It is one of their biggest insurance against mainland aggression. Any conflict
with Taiwan is suicidal for the mainland economically. Plus, add the fact that
3/4 of China's own light industry is within 1000km radius of Taiwan.

TSMC has already bough land and started construction for its 5nm fab, and laid
first stone for 3nm fabs in Taiwan.

Stopping 3nm fab construction now is completely out of the question unless
they are ready to throw out few billion dollars cash out of the window, at the
time when they took biggest debt obligations in their history.

Only 2nm node is left on the roadmap, but there are big, big doubts of it
materialising any time soon. We are talking about at least 8-10 years.

With all my knowledge of the industry, such deliberations never result in
decisions like "Hey, lets set aside 20-30 billion USD to lay still for 10
years, and hope for everything happen according to plan."
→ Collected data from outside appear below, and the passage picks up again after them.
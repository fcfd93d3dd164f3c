//! Error taxonomy for route registration, reverse generation and the route cache.
//!
//! Matching never fails: a request that does not resolve is `None`, not an
//! error. Every other stage reports a dedicated enum so callers can tell a
//! broken route table (fatal at warm-up) from a bad `generate` call
//! (recoverable, surfaced to whoever asked for the URL).

use std::fmt;

/// Failure to compile a raw path pattern into segments.
#[derive(Debug, Clone, PartialEq, Eq)]
pub enum CompileError {
    /// Bad placeholder syntax or an unusable path shape
    MalformedPattern {
        /// The pattern that failed to compile
        path: String,
        /// Byte offset of the offending character
        position: usize,
        /// Human readable description of the problem
        reason: String,
    },
    /// The same `{name}` appears more than once in one path
    DuplicateParameterName {
        /// The pattern that failed to compile
        path: String,
        /// The repeated placeholder name
        name: String,
    },
}

impl fmt::Display for CompileError {
    fn fmt(&self, f: &mut fmt::Formatter<'_>) -> fmt::Result {
        match self {
            CompileError::MalformedPattern {
                path,
                position,
                reason,
            } => write!(
                f,
                "malformed route pattern '{}' at position {}: {}",
                path, position, reason
            ),
            CompileError::DuplicateParameterName { path, name } => write!(
                f,
                "duplicate parameter name '{{{}}}' in route pattern '{}'",
                name, path
            ),
        }
    }
}

impl std::error::Error for CompileError {}

/// Failure to add a route definition to a collection.
///
/// All variants are fatal for warm-up: there is no degraded routing mode.
#[derive(Debug, Clone, PartialEq, Eq)]
pub enum RegistrationError {
    /// The route's path did not compile
    Compile {
        /// Name of the route being registered
        route: String,
        /// Underlying compiler error
        source: CompileError,
    },
    /// A parameter constraint (or the whole-path regex built from it) failed to compile
    InvalidRegexConstraint {
        /// Name of the route being registered
        route: String,
        /// Placeholder the constraint belongs to
        parameter: String,
        /// The constraint regex as written
        pattern: String,
        /// Regex engine diagnostic
        reason: String,
    },
    /// The method is not one the router dispatches on
    UnsupportedMethod {
        /// Name of the route being registered
        route: String,
        /// The rejected method
        method: String,
    },
    /// A route name was reused while the strict duplicate-name policy is active
    DuplicateRouteName {
        /// The contested name
        name: String,
        /// `METHOD path` of the route already holding the name
        previous: String,
        /// `METHOD path` of the rejected route
        current: String,
    },
}

impl fmt::Display for RegistrationError {
    fn fmt(&self, f: &mut fmt::Formatter<'_>) -> fmt::Result {
        match self {
            RegistrationError::Compile { route, source } => {
                write!(f, "cannot register route '{}': {}", route, source)
            }
            RegistrationError::InvalidRegexConstraint {
                route,
                parameter,
                pattern,
                reason,
            } => write!(
                f,
                "cannot register route '{}': constraint for '{}' ('{}') is not a valid regex: {}",
                route, parameter, pattern, reason
            ),
            RegistrationError::UnsupportedMethod { route, method } => write!(
                f,
                "cannot register route '{}': unsupported method '{}'",
                route, method
            ),
            RegistrationError::DuplicateRouteName {
                name,
                previous,
                current,
            } => write!(
                f,
                "route name '{}' is already used by {} (rejected {})",
                name, previous, current
            ),
        }
    }
}

impl std::error::Error for RegistrationError {
    fn source(&self) -> Option<&(dyn std::error::Error + 'static)> {
        match self {
            RegistrationError::Compile { source, .. } => Some(source),
            _ => None,
        }
    }
}

/// Failure to build a path from a route and a data map.
#[derive(Debug, Clone, PartialEq, Eq)]
pub enum GenerateError {
    /// No route is registered under the requested name
    UnknownRoute {
        /// The requested route name
        name: String,
    },
    /// Data was supplied for a route without placeholders
    UnexpectedData {
        /// Name of the route
        route: String,
        /// Keys that were supplied
        keys: Vec<String>,
    },
    /// Data was supplied but the route declares no constraints to validate it against
    MissingParameterDefinitions {
        /// Name of the route
        route: String,
    },
    /// A data key has no constraint on the route
    UnknownParameter {
        /// Name of the route
        route: String,
        /// The unknown key
        key: String,
    },
    /// A value (or one element of a list value) violates its constraint
    InvalidParameterValue {
        /// Name of the route
        route: String,
        /// Parameter the value was supplied for
        key: String,
        /// The offending value
        value: String,
        /// The constraint it failed
        pattern: String,
    },
    /// A list value was supplied for a placeholder that shares its segment
    /// with other placeholders, so no delimiter can be derived
    UnsupportedListParameter {
        /// Name of the route
        route: String,
        /// Parameter the list was supplied for
        key: String,
        /// Raw text of the segment holding the placeholder
        segment: String,
    },
}

impl fmt::Display for GenerateError {
    fn fmt(&self, f: &mut fmt::Formatter<'_>) -> fmt::Result {
        match self {
            GenerateError::UnknownRoute { name } => {
                write!(f, "no route named '{}'", name)
            }
            GenerateError::UnexpectedData { route, keys } => write!(
                f,
                "route '{}' has no parameters but data was supplied for: {}",
                route,
                keys.join(", ")
            ),
            GenerateError::MissingParameterDefinitions { route } => write!(
                f,
                "route '{}' declares no parameter constraints; cannot validate supplied data",
                route
            ),
            GenerateError::UnknownParameter { route, key } => {
                write!(f, "route '{}' has no parameter named '{}'", route, key)
            }
            GenerateError::InvalidParameterValue {
                route,
                key,
                value,
                pattern,
            } => write!(
                f,
                "invalid value '{}' for parameter '{}' of route '{}': expected to match '{}'",
                value, key, route, pattern
            ),
            GenerateError::UnsupportedListParameter {
                route,
                key,
                segment,
            } => write!(
                f,
                "parameter '{}' of route '{}' cannot take a list: segment '{}' holds more than one placeholder",
                key, route, segment
            ),
        }
    }
}

impl std::error::Error for GenerateError {}

/// Failure to decode a route cache artifact.
#[derive(Debug, Clone, PartialEq, Eq)]
pub enum CacheError {
    /// The artifact does not have the expected shape, version or checksum
    Corrupt {
        /// What was wrong with it
        reason: String,
    },
}

impl CacheError {
    pub(crate) fn corrupt(reason: impl Into<String>) -> Self {
        CacheError::Corrupt {
            reason: reason.into(),
        }
    }
}

impl fmt::Display for CacheError {
    fn fmt(&self, f: &mut fmt::Formatter<'_>) -> fmt::Result {
        match self {
            CacheError::Corrupt { reason } => write!(f, "corrupt route cache: {}", reason),
        }
    }
}

impl std::error::Error for CacheError {}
Semiconductor fab companies are extremely, extremely risk averse, and snap
judgements are completely uncharacteristic of the industry.

They don't do anything without having top tier economists, and finance people
have a go at the task for years on end. _Financial planning of fab
construction takes years._

 _What is much more likely is them taking over a smaller fab in US, or
building a limited scale project to make specialty chips for rad-hard, or US
military hardware companies on US soil._ This is what I myself been hearing
for much longer than Trump been in office.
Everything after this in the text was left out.